Interactions of phosducin with the subunits of G-proteins. Binding to the alpha as well as the betagamma subunits.

The high affinity interactions of phosducin with G-proteins involve binding of phosducin to the G-protein betagamma subunits. Here we have investigated whether phosducin interacts also with G-protein alpha subunits. Interactions of phosducin with the individual subunits of Go were measured by retaining phosducin-G-protein subunit complexes on columns containing immobilized anti-phosducin antibodies. Both the alpha and the beta subunits of trimeric Go were specifically retained by the antibodies in the presence of phosducin. This binding was almost completely abolished for both subunits following protein kinase A-mediated phosphorylation of phosducin and was reduced, more for alpha than for beta subunits, by the stable GTP analog guanosine 5'-(3-O-thio)triphosphate. Isolated alphao was also retained on the columns in the presence of phosducin but not in the presence of protein kinase A-phosphorylated phosducin.
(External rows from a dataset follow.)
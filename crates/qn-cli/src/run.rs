//! `qncorr run`: drive a [`Manager`] over a JSON-lines event stream.

use anyhow::{Context, Result};
use qn_correct::{CalibrationStore, Manager, ManagerConfig, QnVectorRecord};
use serde::{Deserialize, Serialize};
use std::collections::BTreeMap;
use std::fs::File;
use std::io::{BufRead, BufReader, BufWriter, Write};
use std::path::{Path, PathBuf};

pub struct RunArgs {
    pub config: PathBuf,
    pub events: PathBuf,
    pub calibration: Option<PathBuf>,
    pub process: String,
    pub output: Option<PathBuf>,
    pub calibration_out: Option<PathBuf>,
    pub qa: Option<PathBuf>,
    pub stage: String,
}

/// One line of the event stream.
#[derive(Debug, Deserialize)]
#[serde(deny_unknown_fields)]
struct EventRecord {
    #[serde(default)]
    variables: BTreeMap<usize, f64>,
    #[serde(default)]
    data: Vec<DataRecord>,
}

#[derive(Debug, Deserialize)]
#[serde(deny_unknown_fields)]
struct DataRecord {
    detector: usize,
    phi: f64,
    #[serde(default = "unit_weight")]
    weight: f64,
    #[serde(default)]
    channel: Option<usize>,
}

fn unit_weight() -> f64 {
    1.0
}

/// One line of the output stream.
#[derive(Debug, Serialize)]
struct EventOutput {
    event: u64,
    qn: BTreeMap<String, Option<QnVectorRecord>>,
}

fn load_calibration(path: &Path) -> Result<CalibrationStore> {
    let text = std::fs::read_to_string(path)
        .with_context(|| format!("reading calibration {}", path.display()))?;
    Ok(CalibrationStore::from_json_str(&text)
        .with_context(|| format!("parsing calibration {}", path.display()))?)
}

fn write_json<T: Serialize>(path: &Path, value: &T) -> Result<()> {
    let file = File::create(path).with_context(|| format!("creating {}", path.display()))?;
    serde_json::to_writer_pretty(BufWriter::new(file), value)?;
    Ok(())
}

fn feed_event(manager: &mut Manager, record: &EventRecord) -> Result<()> {
    for (&id, &value) in &record.variables {
        manager.variables_mut().set(id, value)?;
    }
    for d in &record.data {
        manager.add_data_vector(d.detector, d.phi, d.weight, d.channel)?;
    }
    manager.process_event()?;
    Ok(())
}

pub fn cmd_run(args: &RunArgs) -> Result<()> {
    let config = ManagerConfig::from_path(&args.config)
        .with_context(|| format!("loading configuration {}", args.config.display()))?;
    let mut manager = config.build()?;
    if let Some(path) = &args.calibration {
        manager.set_calibration_input(load_calibration(path)?);
    }
    manager.set_current_process(args.process.clone());
    manager.initialize()?;
    let names: Vec<String> = manager.configurations().map(|c| c.name().to_string()).collect();
    tracing::info!(configurations = names.len(), process = %args.process, "initialized");

    let reader = BufReader::new(
        File::open(&args.events).with_context(|| format!("opening {}", args.events.display()))?,
    );
    let mut out: Box<dyn Write> = match &args.output {
        Some(path) => Box::new(BufWriter::new(
            File::create(path).with_context(|| format!("creating {}", path.display()))?,
        )),
        None => Box::new(std::io::stdout().lock()),
    };

    let mut n_events = 0u64;
    for (line_no, line) in reader.lines().enumerate() {
        let line = line?;
        if line.trim().is_empty() {
            continue;
        }
        let record: EventRecord = serde_json::from_str(&line)
            .with_context(|| format!("{}:{}: bad event", args.events.display(), line_no + 1))?;
        feed_event(&mut manager, &record)
            .with_context(|| format!("{}:{}", args.events.display(), line_no + 1))?;

        let qn = names
            .iter()
            .map(|n| (n.clone(), manager.qn_vector(n, &args.stage).map(QnVectorRecord::from)))
            .collect();
        serde_json::to_writer(&mut out, &EventOutput { event: n_events, qn })?;
        writeln!(out)?;
        manager.clear_event();
        n_events += 1;
    }
    out.flush()?;
    tracing::info!(events = n_events, "processed");

    if let Some(path) = &args.calibration_out {
        let store = manager.calibration_output()?;
        write_json(path, &store)?;
        tracing::info!(path = %path.display(), "calibration written");
    }
    if let Some(path) = &args.qa {
        write_json(path, &manager.qa_report())?;
    }
    Ok(())
}
impl DetectorConfiguration {
    fn with_kind(
        name: impl Into<String>,
        kind: ConfigurationKind,
        event_classes: EventClassVariableSet,
        harmonics: HarmonicSet,
    ) -> Result<Self> {
        let name = name.into();
        if harmonics.is_empty() {
            return Err(Error::Structural(format!("configuration '{name}' declares no harmonic")));
        }
        if event_classes.is_empty() {
            return Err(Error::Structural(format!(
                "configuration '{name}' has no event-class variable"
            )));
        }
        Ok(Self {
            name,
            kind,
            event_classes,
            harmonics,
            normalization: Normalization::None,
            min_contributions: 1,
            cuts: CutSet::new(),
            input_corrections: CorrectionChain::new(),
            qn_corrections: CorrectionChain::new(),
            data: Vec::new(),
            built_harmonics: harmonics,
            plain: QnVector::new(harmonics),
            stages: Vec::new(),
            chain_open: false,
            initialized: false,
        })
    }

    /// Tracks configuration.
    pub fn tracks(
        name: impl Into<String>,
        event_classes: EventClassVariableSet,
        harmonics: HarmonicSet,
    ) -> Result<Self> {
        Self::with_kind(name, ConfigurationKind::Tracks, event_classes, harmonics)
    }

    /// Channels configuration.
    pub fn channels(
        name: impl Into<String>,
        event_classes: EventClassVariableSet,
        harmonics: HarmonicSet,
        channels: ChannelSetup,
    ) -> Result<Self> {
        if channels.n_channels() == 0 {
            return Err(Error::Structural("channels configuration without channels".into()));
        }
        Self::with_kind(name, ConfigurationKind::Channels(channels), event_classes, harmonics)
    }

    /// Set the normalization method.
    pub fn with_normalization(mut self, normalization: Normalization) -> Self {
        self.normalization = normalization;
        self
    }

    /// Set the contribution cuts.
    pub fn with_cuts(mut self, cuts: CutSet) -> Self {
        self.cuts = cuts;
        self
    }

    /// Set the minimum number of contributions for a good Q-vector.
    pub fn with_min_contributions(mut self, n: usize) -> Self {
        self.min_contributions = n;
        self
    }

    fn setup(&self) -> StepSetup<'_> {
        StepSetup {
            configuration: &self.name,
            event_classes: &self.event_classes,
            harmonics: self.harmonics,
        }
    }

    /// Add a Q-vector correction step.
    pub fn add_correction(&mut self, settings: QnCorrectionSettings) -> Result<()> {
        let step = QnCorrection::new(&self.setup(), settings)?;
        self.qn_corrections.insert(step)
    }

    /// Add an input-data correction step (channels configurations only).
    pub fn add_input_correction(&mut self, settings: InputCorrectionSettings) -> Result<()> {
        let ConfigurationKind::Channels(channels) = &self.kind else {
            return Err(Error::Structural(format!(
                "input-data corrections need a channels configuration, '{}' is tracks",
                self.name
            )));
        };
        let step = InputCorrection::new(&self.setup(), channels, settings)?;
        self.input_corrections.insert(step)
    }

    /// Configuration name.
    pub fn name(&self) -> &str {
        &self.name
    }

    /// Flavor.
    pub fn kind(&self) -> &ConfigurationKind {
        &self.kind
    }

    /// Declared harmonics.
    pub fn harmonics(&self) -> HarmonicSet {
        self.harmonics
    }

    /// Harmonics built into the plain Q-vector (declared plus required by steps).
    pub fn built_harmonics(&self) -> HarmonicSet {
        self.built_harmonics
    }

    /// Event classes.
    pub fn event_classes(&self) -> &EventClassVariableSet {
        &self.event_classes
    }

    /// Normalization method.
    pub fn normalization(&self) -> Normalization {
        self.normalization
    }

    /// Contribution cuts.
    pub fn cuts(&self) -> &CutSet {
        &self.cuts
    }

    /// Q-vector correction steps in execution order.
    pub fn qn_corrections(&self) -> &CorrectionChain<QnCorrection> {
        &self.qn_corrections
    }

    /// Input-data correction steps in execution order.
    pub fn input_corrections(&self) -> &CorrectionChain<InputCorrection> {
        &self.input_corrections
    }

    /// Keys of the Q-vector correction steps.
    pub fn correction_keys(&self) -> Vec<String> {
        self.qn_corrections.keys().map(str::to_string).collect()
    }

    /// Other configurations read by the steps, with the harmonics they must carry.
    pub fn references(&self) -> Vec<(&str, HarmonicSet)> {
        self.qn_corrections.iter().flat_map(QnCorrection::references).collect()
    }

    /// Allocate every output accumulator and attach calibration input.
    pub fn initialize(&mut self, input: &CalibrationInput<'_>) -> Result<()> {
        let mut built = self.harmonics;
        for step in self.qn_corrections.iter() {
            built = built.union(&step.required_harmonics());
        }
        self.built_harmonics = built;

        for step in self.input_corrections.iter_mut() {
            step.attach_input(input)?;
            step.create_output()?;
        }
        for step in self.qn_corrections.iter_mut() {
            step.attach_input(input)?;
            step.create_output()?;
        }
        self.initialized = true;
        self.clear();
        log::debug!(
            "{}: initialized with {} input and {} Q-vector corrections",
            self.name,
            self.input_corrections.len(),
            self.qn_corrections.len()
        );
        Ok(())
    }

    /// Whether [`initialize`](Self::initialize) has run.
    pub fn is_initialized(&self) -> bool {
        self.initialized
    }

    /// Buffer one contribution if the event passes the cuts. Returns whether it was kept.
    pub fn add_data_vector(
        &mut self,
        variables: &[f64],
        phi: f64,
        weight: f64,
        channel: Option<usize>,
    ) -> Result<bool> {
        if !self.cuts.accept(variables) {
            return Ok(false);
        }
        let data = match &self.kind {
            ConfigurationKind::Tracks => DataVector::new(phi, 1.0, None),
            ConfigurationKind::Channels(setup) => {
                let Some(ch) = channel else {
                    return Err(Error::Structural(format!(
                        "configuration '{}' needs a channel for every data vector",
                        self.name
                    )));
                };
                if ch >= setup.n_channels() {
                    return Err(Error::Validation(format!(
                        "channel {ch} out of range for configuration '{}' with {} channels",
                        self.name,
                        setup.n_channels()
                    )));
                }
                if !setup.is_used(ch) {
                    return Ok(false);
                }
                DataVector::new(phi, weight, Some(ch))
            }
        };
        self.data.push(data);
        Ok(true)
    }

    /// Buffered contributions of the event.
    pub fn data(&self) -> &[DataVector] {
        &self.data
    }

    fn build(&self, equalized: bool) -> QnVector {
        let mut build = QnVectorBuild::new(self.built_harmonics);
        for d in &self.data {
            build.add(d.phi(), if equalized { d.equalized_weight() } else { d.weight() });
        }
        build.check_quality(self.min_contributions);
        build.normalize(self.normalization);
        build.into_qn()
    }

    /// Build the raw and plain Q-vectors, running the input-data chain in
    /// between. Opens the Q-vector chain for the event unless an input step
    /// did not apply.
    pub fn build_qn_vectors(&mut self, variables: &[f64]) -> Result<()> {
        if !self.initialized {
            return Err(Error::Structural(format!(
                "configuration '{}' processed before initialization",
                self.name
            )));
        }
        self.stages.clear();
        let mut input_applied = true;
        if let ConfigurationKind::Channels(_) = self.kind {
            let raw = self.build(false);
            self.stages.push((RAW_STAGE.to_string(), raw.restricted(self.harmonics)));
            for step in self.input_corrections.iter_mut() {
                if let StepOutcome::NotApplied = step.process(variables, &mut self.data)? {
                    input_applied = false;
                    break;
                }
            }
        }
        self.plain = self.build(true);
        self.stages.push((PLAIN_STAGE.to_string(), self.plain.restricted(self.harmonics)));
        // Q-vector steps never see weights the input chain has not finished with
        self.chain_open = input_applied;
        Ok(())
    }

    /// Run the Q-vector step with `key`, if the configuration has one and no
    /// earlier step stopped the chain for this event.
    pub fn process_stage(
        &mut self,
        key: &str,
        variables: &[f64],
        peers: &PeerQnVectors,
    ) -> Result<()> {
        if !self.chain_open {
            return Ok(());
        }
        let Some(step) = self.qn_corrections.get_mut(key) else {
            return Ok(());
        };
        let Some((_, current)) = self.stages.last() else {
            return Ok(());
        };
        let current = current.clone();
        let input = StepInput { variables, plain: &self.plain, peers };
        match step.process(&current, &input)? {
            StepOutcome::NotApplied => self.chain_open = false,
            StepOutcome::Applied(snapshots) => {
                for s in snapshots {
                    self.stages.push((s.stage.to_string(), s.qn));
                }
            }
        }
        Ok(())
    }

    /// Build the Q-vectors and run the whole Q-vector chain. Steps reading
    /// other configurations see them as given in `peers`.
    pub fn process_corrections(&mut self, variables: &[f64], peers: &PeerQnVectors) -> Result<()> {
        self.build_qn_vectors(variables)?;
        for key in self.correction_keys() {
            self.process_stage(&key, variables, peers)?;
        }
        Ok(())
    }

    /// Q-vector at `stage` (`"raw"`, `"plain"`, a step stage name, a step key, or `"latest"`).
    pub fn qn_vector(&self, stage: &str) -> Option<&QnVector> {
        if stage == LATEST_STAGE {
            return self.latest();
        }
        if let Some((_, q)) = self.stages.iter().rev().find(|(s, _)| s == stage) {
            return Some(q);
        }
        // a step key resolves to the last snapshot that step produced
        let names: Vec<&str> = match self.qn_corrections.get(stage)? {
            QnCorrection::TwistAndRescale(_) => vec![
                crate::correction::RESCALE_STAGE,
                crate::correction::TWIST_STAGE,
            ],
            step => vec![step.name()],
        };
        names.iter().find_map(|n| self.stages.iter().rev().find(|(s, _)| s == n).map(|(_, q)| q))
    }

    /// Last produced Q-vector of the event.
    pub fn latest(&self) -> Option<&QnVector> {
        self.stages.last().map(|(_, q)| q)
    }

    /// Stage names produced in this event, in order.
    pub fn stage_names(&self) -> Vec<&str> {
        self.stages.iter().map(|(s, _)| s.as_str()).collect()
    }

    /// Reset the per-event state.
    pub fn clear(&mut self) {
        self.data.clear();
        self.plain = QnVector::new(self.built_harmonics);
        self.stages.clear();
        self.chain_open = false;
    }

    /// Output accumulators of every step.
    pub fn calibration_output(&self) -> Vec<AccumulatorStorage> {
        let input = self.input_corrections.iter().flat_map(InputCorrection::calibration_output);
        let qn = self.qn_corrections.iter().flat_map(QnCorrection::calibration_output);
        input.chain(qn).collect()
    }

    /// QA summary of every step.
    pub fn qa(&self) -> Vec<StepQa> {
        let input = self
            .input_corrections
            .iter()
            .map(|s| StepQa::new(&self.name, s.name(), s.key(), s.state(), s.qa()));
        let qn = self
            .qn_corrections
            .iter()
            .map(|s| StepQa::new(&self.name, s.name(), s.key(), s.state(), s.qa()));
        input.chain(qn).collect()
    }
}
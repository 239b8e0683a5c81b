//! qncorr CLI

use anyhow::Result;
use clap::{Parser, Subcommand};
use std::path::PathBuf;

mod inspect;
mod run;

#[derive(Parser)]
#[command(name = "qncorr")]
#[command(about = "qncorr - Q-vector calibration and acceptance corrections")]
#[command(version)]
struct Cli {
    /// Log verbosity level (trace, debug, info, warn, error)
    #[arg(long, global = true, default_value = "warn")]
    log_level: tracing::Level,

    #[command(subcommand)]
    command: Commands,
}

#[derive(Subcommand)]
enum Commands {
    /// Process an event stream, applying available calibration and collecting new calibration
    Run {
        /// Run configuration (YAML or JSON)
        #[arg(short, long)]
        config: PathBuf,

        /// Events, one JSON object per line
        #[arg(short, long)]
        events: PathBuf,

        /// Calibration input from a previous pass (JSON)
        #[arg(long)]
        calibration: Option<PathBuf>,

        /// Process label the calibration is looked up and collected under
        #[arg(long, default_value = qn_correct::ALL_PROCESSES)]
        process: String,

        /// Output file for per-event Q-vectors (JSON lines). Defaults to stdout.
        #[arg(short, long)]
        output: Option<PathBuf>,

        /// Write the collected calibration here (JSON)
        #[arg(long)]
        calibration_out: Option<PathBuf>,

        /// Write the per-step QA report here (JSON)
        #[arg(long)]
        qa: Option<PathBuf>,

        /// Stage to report: raw, plain, rec, align, twist, rescale, latest
        #[arg(long, default_value = "latest")]
        stage: String,
    },

    /// List the accumulators of a calibration file
    Inspect {
        /// Calibration file (JSON)
        #[arg(long)]
        calibration: PathBuf,
    },
}

fn main() -> Result<()> {
    let cli = Cli::parse();

    tracing_subscriber::fmt().with_max_level(cli.log_level).with_target(false).init();

    match cli.command {
        Commands::Run {
            config,
            events,
            calibration,
            process,
            output,
            calibration_out,
            qa,
            stage,
        } => {
            run::cmd_run(&run::RunArgs {
                config,
                events,
                calibration,
                process,
                output,
                calibration_out,
                qa,
                stage,
            })
        }
        Commands::Inspect { calibration } => inspect::cmd_inspect(&calibration),
    }
}
//! `qncorr inspect`: summarize a calibration file.

use anyhow::{Context, Result};
use qn_correct::CalibrationStore;
use std::path::Path;

pub fn cmd_inspect(path: &Path) -> Result<()> {
    let text =
        std::fs::read_to_string(path).with_context(|| format!("reading {}", path.display()))?;
    let store = CalibrationStore::from_json_str(&text)?;
    for (process, list) in store.iter() {
        println!("[{process}] {} accumulators", list.len());
        for s in list.iter() {
            let layout = s.layout();
            let harmonics: Vec<u32> = layout.harmonics.iter().collect();
            println!(
                "  {:<32} {:?} axes={:?} channels={} harmonics={:?} bins={} entries={}",
                s.name(),
                layout.scheme,
                layout.axes,
                layout.channels.map_or_else(|| "-".to_string(), |c| c.to_string()),
                harmonics,
                layout.n_bins(),
                s.total_entries()
            );
        }
    }
    Ok(())
}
Likewise, purified G-protein betagamma subunit complexes as well as purified alpha subunits of Go and Gt were precipitated together with His6-tagged phosducin with nickel-agarose; this co-precipitation occurred concentration-dependently, with apparent affinities for phosducin of 55 nM (Gbetagamma), 110 nM (alphao), and 200 nM (alphat). In functional experiments, the steady state GTPase activity of isolated alphao was inhibited by phosducin by approximately 60% with an IC50 value of approximately 300 nM, whereas the GTPase activity of trimeric Go was inhibited by approximately 90% with an IC50 value of approximately 10 nM. Phosducin did not inhibit the GTP-hydrolytic activity of isolated alphao as measured by single-turnover assays, but it inhibited the release of GDP from alphao; the rate constant of GDP release was decreased approximately 40% by 500 nM phosducin, and the inhibition occurred with an IC50 value for phosducin of approximately 100 nM. These data suggest that phosducin binds with high affinity to G-protein betagamma subunits and with lower affinity to G-protein alpha subunits. We propose that the alpha subunit-mediated effects of phosducin might increase both the extent and the rapidity of its inhibitory effects compared with an action via the betagamma subunit complex alone.